→ Exercise objective: Copy each entry below exactly as it appears.

(Collected data)

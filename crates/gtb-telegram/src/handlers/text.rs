use std::sync::Arc;

use teloxide::prelude::*;

use gtb_core::{
    domain::{ChatId, UserId},
    i18n::Key,
    messaging::types::{InlineButton, InlineKeyboard},
    ports::Prompt,
    triggers,
};

use crate::router::{Announcement, AppState};

const TEXT_PROMPT_PREFIX: &str = "Answer in the same language as the user's message.\n\n";

const LINK_PROMPT: &str = "Answer ALL questions from the test. Pick only ONE correct option for \
     each question. List answers in order with the question number and a short explanation in \
     the same language as the questions. At the end write: AI can make mistakes.";

pub async fn handle_text(msg: Message, state: Arc<AppState>) -> ResponseResult<()> {
    let Some(user) = msg.from() else {
        return Ok(());
    };
    let Some(text) = msg.text() else {
        return Ok(());
    };
    let user_id = UserId(user.id.0 as i64);
    let chat = ChatId(msg.chat.id.0);

    // Admin in announcement mode: this text becomes the draft.
    if user_id.0 == state.cfg.admin_id {
        let mut ann = state.announcement.lock().await;
        if matches!(*ann, Announcement::Armed) {
            *ann = Announcement::Draft(text.to_string());
            drop(ann);
            let keyboard = InlineKeyboard::row(vec![
                InlineButton::new("✅ Send", "send_announcement"),
                InlineButton::new("❌ Cancel", "cancel_announcement"),
            ]);
            let preview = format!("📝 Preview:\n\n{text}\n\nSend to all active subscribers?");
            let _ = state
                .messenger
                .send_inline_keyboard(chat, &preview, keyboard)
                .await;
            return Ok(());
        }
    }

    if triggers::is_image_request(text) {
        let stripped = triggers::image_prompt(text);
        let description = if stripped.is_empty() { text } else { stripped };
        state.orch.generate_image(chat, user_id, description).await;
        return Ok(());
    }

    if !state.orch.ensure_access(chat, user_id).await {
        return Ok(());
    }

    if let Some(url) = triggers::extract_url(text) {
        let _ = state
            .messenger
            .send_text(chat, state.prefs.text_for(user_id, Key::AnalyzingLink))
            .await;
        match gtb_extract::html::visible_text(url).await {
            Ok(page) => {
                let prompt = format!("{LINK_PROMPT}\n\nTEXT:\n{page}");
                let _ = state.orch.answer(chat, user_id, &Prompt::text(prompt)).await;
            }
            Err(e) => {
                tracing::warn!("link extraction failed: {e}");
                let _ = state
                    .messenger
                    .send_text(chat, state.prefs.text_for(user_id, Key::LinkFailed))
                    .await;
            }
        }
        return Ok(());
    }

    if text.chars().count() > state.cfg.long_input_notice_len {
        let _ = state
            .messenger
            .send_text(chat, state.prefs.text_for(user_id, Key::Processing))
            .await;
    }

    let prompt = format!("{TEXT_PROMPT_PREFIX}{text}");
    let _ = state.orch.answer(chat, user_id, &Prompt::text(prompt)).await;
    Ok(())
}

→ Final answer:
filename crates/gtb-telegram/src/handlers/text.rs
use std::sync::Arc;

use teloxide::prelude::*;

use gtb_core::{
    domain::{ChatId, UserId},
    i18n::Key,
    messaging::types::{InlineButton, InlineKeyboard},
    ports::Prompt,
    triggers,
};

use crate::router::{Announcement, AppState};

const TEXT_PROMPT_PREFIX: &str = "Answer in the same language as the user's message.\n\n";

const LINK_PROMPT: &str = "Answer ALL questions from the test. Pick only ONE correct option for \
     each question. List answers in order with the question number and a short explanation in \
     the same language as the questions. At the end write: AI can make mistakes.";

pub async fn handle_text(msg: Message, state: Arc<AppState>) -> ResponseResult<()> {
    let Some(user) = msg.from() else {
        return Ok(());
    };
    let Some(text) = msg.text() else {
        return Ok(());
    };
    let user_id = UserId(user.id.0 as i64);
    let chat = ChatId(msg.chat.id.0);

    // Admin in announcement mode: this text becomes the draft.
    if user_id.0 == state.cfg.admin_id {
        let mut ann = state.announcement.lock().await;
        if matches!(*ann, Announcement::Armed) {
            *ann = Announcement::Draft(text.to_string());
            drop(ann);
            let keyboard = InlineKeyboard::row(vec![
                InlineButton::new("✅ Send", "send_announcement"),
                InlineButton::new("❌ Cancel", "cancel_announcement"),
            ]);
            let preview = format!("📝 Preview:\n\n{text}\n\nSend to all active subscribers?");
            let _ = state
                .messenger
                .send_inline_keyboard(chat, &preview, keyboard)
                .await;
            return Ok(());
        }
    }

    if triggers::is_image_request(text) {
        let stripped = triggers::image_prompt(text);
        let description = if stripped.is_empty() { text } else { stripped };
        state.orch.generate_image(chat, user_id, description).await;
        return Ok(());
    }

    if !state.orch.ensure_access(chat, user_id).await {
        return Ok(());
    }

    if let Some(url) = triggers::extract_url(text) {
        let _ = state
            .messenger
            .send_text(chat, state.prefs.text_for(user_id, Key::AnalyzingLink))
            .await;
        match gtb_extract::html::visible_text(url).await {
            Ok(page) => {
                let prompt = format!("{LINK_PROMPT}\n\nTEXT:\n{page}");
                let _ = state.orch.answer(chat, user_id, &Prompt::text(prompt)).await;
            }
            Err(e) => {
                tracing::warn!("link extraction failed: {e}");
                let _ = state
                    .messenger
                    .send_text(chat, state.prefs.text_for(user_id, Key::LinkFailed))
                    .await;
            }
        }
        return Ok(());
    }

    if text.chars().count() > state.cfg.long_input_notice_len {
        let _ = state
            .messenger
            .send_text(chat, state.prefs.text_for(user_id, Key::Processing))
            .await;
    }

    let prompt = format!("{TEXT_PROMPT_PREFIX}{text}");
    let _ = state.orch.answer(chat, user_id, &Prompt::text(prompt)).await;
    Ok(())
}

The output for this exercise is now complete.